E qual o principal problema das comunidades Xavante?

Principal problema é que não há mais assistência: falta para o idoso, na alimentação, na compra de ferramentas, sementes, objetos, gado, na preparação de projetos. Ainda precisamos da ajuda e apoio do Governo e da FUNAI para o desenvolvimento de nossas comunidades.

Como preservar a identidade e sua cultura Xavante ante a cultura branca e do contato com a sociedade?

Para a sociedade dos brancos, a cultura Xavante ainda é muito atrasada. A mudança virá aos poucos até convivermos de forma igual. É muito complicado para mudar rápido, mas isso já está começando a acontecer.

Temos que estudar, do jovem à nossa bisavó. Temos que estudar mais, entrar na política, na prefeitura, na polícia, no governo. Só depois que entendermos isso tudo, vai ficar mais fácil para a gente ver a nossa realidade preservada, assim, convivendo com os brancos. Temos que fazer isso (conviver) para ter como preservar nossa cultura.

É possível juntar essa tecnologia que vive o mundo hoje sem perder a identidade indígena?

Tem que ser assim mesmo. Unir essas coisas com a preservação da nossa cultura. Temos que ter computador e essas coisas todas. Mas temos que ser nós mesmos, preservar a identidade e a cultura indígena. Os jovens cada dia estão se interessando mais por isso, pelas coisas do branco, da cidade. Desde o contato com o povo Xavante muita coisa já aconteceu. Conhecemos muitas coisas do branco e precisamos dominar isso tudo pra aprender como conviver com o branco.

Quais os caminhos pra sobreviver, pra conviver com o branco e garantir o futuro do povo Xavante?

Ainda estamos conseguindo segurar a nossa realidade de cultura. Temos nossa pintura, nossa língua. Não podemos perder nossos clãs individuais para casar, não podemos fazer uma mistura, assim, tem que ser preservado nosso jeito de viver. Precisamos manter a nossa tradição com a língua, os casamentos na família, as pinturas, o corte de cabelo. O caminho é brigar para manter isso assim. Os velhos e jovens tem que se unir por isso.

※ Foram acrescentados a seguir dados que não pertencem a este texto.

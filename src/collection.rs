//! Data collection: interface counters and the applications behind active
//! connections.
//!
//! Everything platform-specific sits behind a trait ([`network::CounterSource`],
//! [`connections::ConnectionEnumerator`], [`processes::ProcessResolver`]) with a
//! default implementation, so the collector can be driven by fakes in tests.

pub mod attribution;
pub mod connections;
pub mod error;
pub mod network;
pub mod processes;

pub use attribution::{Attribution, AttributionOutcome, MAX_APPS, UNAVAILABLE_SENTINEL};
pub use connections::{CommandEnumerator, Connection, ConnectionEnumerator};
pub use network::{CounterSampler, CounterSource, Measurement, SysinfoCounters};
pub use processes::{Pid, ProcessResolver, SysinfoResolver};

Nesse caminho também precisa do saber. Temos que estudar. Mas ainda é um caminho longo para encontrar o jeito certo para garantir o futuro do povo.

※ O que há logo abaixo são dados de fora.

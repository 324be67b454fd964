//! The wall clock used to key ledger entries.

use chrono::{Local, NaiveDateTime, Timelike};

/// A source of local wall-clock time. Every timestamp the collector stores
/// comes from here, so tests can substitute a deterministic clock.
pub trait Clock {
    /// The current local date and time, truncated to whole seconds.
    fn now(&self) -> NaiveDateTime;
}

/// The system's local clock.
#[derive(Debug, Default, Clone, Copy)]
pub struct LocalClock;

impl Clock for LocalClock {
    fn now(&self) -> NaiveDateTime {
        truncate_to_seconds(Local::now().naive_local())
    }
}

/// Drops any sub-second component; ledgers store `HH:MM:SS`.
pub fn truncate_to_seconds(at: NaiveDateTime) -> NaiveDateTime {
    at.with_nanosecond(0).unwrap_or(at)
}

Pra nós índios é muito longe e muito difícil ainda encontrar esses caminhos.

Como o senhor vê a pressão do desenvolvimento econômico em terras indígenas?

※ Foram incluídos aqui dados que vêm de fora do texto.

use std::result;

use thiserror::Error;

use crate::{ledger::LedgerError, report::ReportError};

/// A type alias for handling errors related to netledger.
pub type Result<T> = result::Result<T, NetledgerError>;

/// An error that stops netledger from finishing a run.
#[derive(Debug, Error)]
pub enum NetledgerError {
    /// An error from reading one of the ledgers.
    #[error(transparent)]
    Ledger(#[from] LedgerError),
    /// An error from writing the daily report.
    #[error(transparent)]
    Report(#[from] ReportError),
}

Hoje já não tem terra suficiente pra nós. Os fazendeiros não podem querer tomar a terra indígena. Vamos defendê-las contra os fazendeiros para não haver novas invasões, porque hoje não tem a FUNAI, não tem IBAMA. O IBAMA não entra em defesa das comunidades e aí é a comunidade mesmo que tem que decidir o que vai fazer. Tem uns que pensam em deixar as terras indígenas em arrendamento, para ver se vai dar certo, ou não. Outros querem brigar com os invasores, temos que pensar muito no que fazer, antes de tomar uma decisão sobre as formas de desenvolvimento do nosso povo.

De uma forma geral, as pessoas, o governo, fazendeiros e empreiteiros que têm projeto dentro de área indígena, sempre acusam o índio de atrapalhar o desenvolvimento do Brasil. O que o senhor acha disso?

Eu já ouvi falar mesmo que estamos atrapalhando, que estamos ocupando as terras e que não trabalhamos. Mas porque o governo não nos ajuda? Por que não compra os maquinários para nos ajudar a trabalhar como os fazendeiros?

Aí sim, ia ficar mais fácil. Mas quem tem que nos ajudar, a FUNAI, não cumpre o que promete: fazer projetos, os plantios com os tratores e máquinas. Nós queremos produzir, comprar o gado, comprar os maquinários para plantar, mas o Governo não dá o apoio que as comunidades indígenas precisam. É muito complicado.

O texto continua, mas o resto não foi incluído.